▸ Exercise details
Could you return the lines below exactly, from the first line up to and including the line that holds "use std::path::Path;"?

Top of Data extract

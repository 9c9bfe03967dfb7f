//! Durable client-side preferences.
//!
//! A flat TOML file at ${SAGE_HOME}/state.toml. The only key today is the
//! theme preference, stored under `sage-theme` as `"light"` or `"dark"`.

use std::fs;
use std::path::Path;

use anyhow::{Context, Result};

use crate::config::{paths, write_atomic};

/// Storage key for the theme preference.
pub const THEME_KEY: &str = "sage-theme";

/// Visual mode of the UI.
#[derive(Debug, Clone, Copy, PartialEq, Eq, Default)]
pub enum Theme {
    #[default]
    Light,
    Dark,
}

impl Theme {
    /// Returns the literal stored for this theme.
    pub fn as_str(self) -> &'static str {
        match self {
            Theme::Light => "light",
            Theme::Dark => "dark",
        }
    }

    /// Parses a stored literal. Unknown values yield None.
    pub fn parse(value: &str) -> Option<Self> {
        match value {
            "light" => Some(Theme::Light),
            "dark" => Some(Theme::Dark),
            _ => None,
        }
    }

    /// Returns the other theme.
    #[must_use]
    pub fn toggled(self) -> Self {
        match self {
            Theme::Light => Theme::Dark,
            Theme::Dark => Theme::Light,
        }
    }
}

/// Loads the stored theme from the default state file.
///
/// Falls back to `Theme::Light` when nothing (or garbage) is stored.
pub fn load_theme() -> Theme {
    load_theme_from(&paths::state_path())
}

/// Loads the stored theme from a specific state file.
pub fn load_theme_from(path: &Path) -> Theme {
    let Ok(contents) = fs::read_to_string(path) else {
        return Theme::default();
    };
    let doc: toml_edit::DocumentMut = match contents.parse() {
        Ok(doc) => doc,
        Err(err) => {
            tracing::warn!(path = %path.display(), error = %err, "ignoring unreadable state file");
            return Theme::default();
        }
    };
    doc.get(THEME_KEY)
        .and_then(|item| item.as_str())
        .and_then(Theme::parse)
        .unwrap_or_default()
}

/// Persists the theme to the default state file.
///
/// # Errors
/// Returns an error if the state file cannot be parsed or written.
pub fn save_theme(theme: Theme) -> Result<()> {
    save_theme_to(&paths::state_path(), theme)
}

/// Persists the theme to a specific state file, keeping other keys intact.
///
/// # Errors
/// Returns an error if the state file cannot be parsed or written.
pub fn save_theme_to(path: &Path, theme: Theme) -> Result<()> {
    use toml_edit::{DocumentMut, value};

    let mut doc: DocumentMut = if path.exists() {
        fs::read_to_string(path)
            .with_context(|| format!("Failed to read {}", path.display()))?
            .parse()
            .with_context(|| format!("Failed to parse {}", path.display()))?
    } else {
        DocumentMut::new()
    };

    doc[THEME_KEY] = value(theme.as_str());
    write_atomic(path, &doc.to_string())
}
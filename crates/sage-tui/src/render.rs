//! Pure view/render functions for the TUI.
//!
//! Functions here take `&AppState`, draw to a ratatui Frame and never
//! mutate state or return effects.

use ratatui::Frame;
use ratatui::layout::{Alignment, Constraint, Direction, Layout, Rect};
use ratatui::style::{Modifier, Style};
use ratatui::text::{Line, Span};
use ratatui::widgets::{Block, Clear, Paragraph};

use crate::common::{TaskKind, truncate_with_ellipsis};
use crate::features::chrome::Palette;
use crate::overlays::OverlayExt;
use crate::state::{AppState, TuiState};
use crate::{attachment, input, sessions, transcript};

const HEADER_HEIGHT: u16 = 1;
const FOOTER_HEIGHT: u16 = 1;
const CHIP_HEIGHT: u16 = 1;

/// Horizontal padding on each side of the message area.
pub const TRANSCRIPT_MARGIN: u16 = 1;

const WELCOME_TITLE: &str = "Welcome to Sage";
const WELCOME_SUBTITLE: &str =
    "Your health assistant. Ask about symptoms, medication, sleep or nutrition.";

/// Screen regions for one frame.
#[derive(Debug, Clone, Copy, PartialEq, Eq)]
pub struct ChatAreas {
    pub header: Rect,
    /// Messages or the welcome banner.
    pub main: Rect,
    pub chip: Option<Rect>,
    pub input: Rect,
    pub footer: Rect,
    /// Drawn over the left edge of the body when open.
    pub sidebar: Option<Rect>,
}

/// Splits the screen. The reducer uses this too, so scroll clamping sees
/// the same main area the renderer draws into.
pub fn layout(state: &TuiState, area: Rect) -> ChatAreas {
    let chip_height = if state.selected_file().is_some() {
        CHIP_HEIGHT
    } else {
        0
    };
    let chunks = Layout::default()
        .direction(Direction::Vertical)
        .constraints([
            Constraint::Length(HEADER_HEIGHT),
            Constraint::Min(1),
            Constraint::Length(chip_height),
            Constraint::Length(input::render::input_height(&state.input)),
            Constraint::Length(FOOTER_HEIGHT),
        ])
        .split(area);

    let body = chunks[1];
    let main = Rect {
        x: body.x + TRANSCRIPT_MARGIN,
        y: body.y,
        width: body.width.saturating_sub(TRANSCRIPT_MARGIN * 2),
        height: body.height,
    };
    let sidebar = state.chrome.sidebar_open.then(|| {
        let width = sessions::render::SIDEBAR_WIDTH.min(area.width);
        Rect {
            x: area.x,
            y: body.y,
            width,
            height: body.height + chip_height + chunks[3].height,
        }
    });

    ChatAreas {
        header: chunks[0],
        main,
        chip: (chip_height > 0).then_some(chunks[2]),
        input: chunks[3],
        footer: chunks[4],
        sidebar,
    }
}

/// Renders the entire TUI to the frame.
pub fn render(app: &AppState, frame: &mut Frame) {
    let area = frame.area();
    let state = &app.tui;
    let palette = state.chrome.palette();
    let areas = layout(state, area);

    frame.render_widget(
        Block::default().style(Style::default().bg(palette.bg).fg(palette.fg)),
        area,
    );

    render_header(state, frame, areas.header, &palette);

    if state.is_welcome() && state.transcript.is_empty() && !state.transcript.is_typing() {
        render_welcome(state, frame, areas.main, &palette);
    } else {
        transcript::render::render_transcript(
            frame,
            areas.main,
            &state.transcript,
            &palette,
            state.spinner_frame,
        );
    }

    if let (Some(chip), Some(label)) = (areas.chip, state.attachment.preview_label()) {
        attachment::render_preview_chip(frame, chip, &label, &palette);
    }

    input::render::render_input(
        frame,
        areas.input,
        &state.input,
        state.tasks.state(TaskKind::Send).is_running(),
        &palette,
    );
    render_footer(state, frame, areas.footer, &palette);

    if let Some(sidebar) = areas.sidebar {
        // Backdrop: dim everything the panel does not cover.
        frame
            .buffer_mut()
            .set_style(area, Style::default().add_modifier(Modifier::DIM));
        frame.render_widget(Clear, sidebar);
        sessions::render::render_sidebar(frame, sidebar, &state.sessions, &palette);
    }

    app.overlay.render(frame, area, &palette);
}

fn render_header(state: &TuiState, frame: &mut Frame, area: Rect, palette: &Palette) {
    let title = state
        .current_session_id()
        .and_then(|id| state.sessions.sessions().iter().find(|s| s.id == id))
        .map(|s| s.title.clone())
        .unwrap_or_else(|| "New chat".to_string());
    let budget = (area.width as usize).saturating_sub(14);

    let line = Line::from(vec![
        Span::styled(
            " ✚ Sage ",
            Style::default()
                .fg(palette.accent)
                .add_modifier(Modifier::BOLD),
        ),
        Span::styled("│ ", Style::default().fg(palette.border)),
        Span::styled(
            truncate_with_ellipsis(&title, budget),
            Style::default().fg(palette.muted),
        ),
    ]);
    frame.render_widget(Paragraph::new(line), area);
}

/// Lines of the welcome banner: greeting plus the numbered suggestions.
pub fn welcome_lines(state: &TuiState, palette: &Palette, width: u16) -> Vec<Line<'static>> {
    let budget = (width as usize).saturating_sub(10);
    let mut lines = vec![
        Line::from(Span::styled(
            WELCOME_TITLE,
            Style::default()
                .fg(palette.accent)
                .add_modifier(Modifier::BOLD),
        )),
        Line::from(Span::styled(
            WELCOME_SUBTITLE,
            Style::default().fg(palette.muted),
        )),
        Line::default(),
    ];
    for (i, suggestion) in state.config.suggestions.iter().take(4).enumerate() {
        lines.push(Line::from(vec![
            Span::styled(
                format!("Alt+{}  ", i + 1),
                Style::default().fg(palette.muted),
            ),
            Span::styled(
                truncate_with_ellipsis(suggestion, budget),
                Style::default().fg(palette.fg),
            ),
        ]));
    }
    lines
}

fn render_welcome(state: &TuiState, frame: &mut Frame, area: Rect, palette: &Palette) {
    let lines = welcome_lines(state, palette, area.width);
    let top = area.height.saturating_sub(lines.len() as u16) / 2;
    let banner = Rect {
        y: area.y + top,
        height: area.height.saturating_sub(top),
        ..area
    };
    frame.render_widget(
        Paragraph::new(lines).alignment(Alignment::Center),
        banner,
    );
}

fn render_footer(state: &TuiState, frame: &mut Frame, area: Rect, palette: &Palette) {
    let key = Style::default().fg(palette.accent);
    let text = Style::default().fg(palette.muted);
    let pairs: &[(&str, &str)] = if state.chrome.sidebar_open {
        &[
            ("↑↓", " select  "),
            ("Enter", " open  "),
            ("d", " delete  "),
            ("n", " new chat  "),
            ("Esc", " close"),
        ]
    } else {
        &[
            ("Enter", " send  "),
            ("Ctrl+O", " attach  "),
            ("Ctrl+B", " history  "),
            ("Ctrl+N", " new chat  "),
            ("Ctrl+T", " theme  "),
            ("Ctrl+C", " quit"),
        ]
    };
    let spans: Vec<Span> = pairs
        .iter()
        .flat_map(|(k, label)| [Span::styled(*k, key), Span::styled(*label, text)])
        .collect();
    frame.render_widget(Paragraph::new(Line::from(spans)), area);
}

Bottom of Data extract

▸ The completed task
repository 9c9bfe03967dfb7f
//! Durable client-side preferences.
//!
//! A flat TOML file at ${SAGE_HOME}/state.toml. The only key today is the
//! theme preference, stored under `sage-theme` as `"light"` or `"dark"`.

use std::fs;
use std::path::Path;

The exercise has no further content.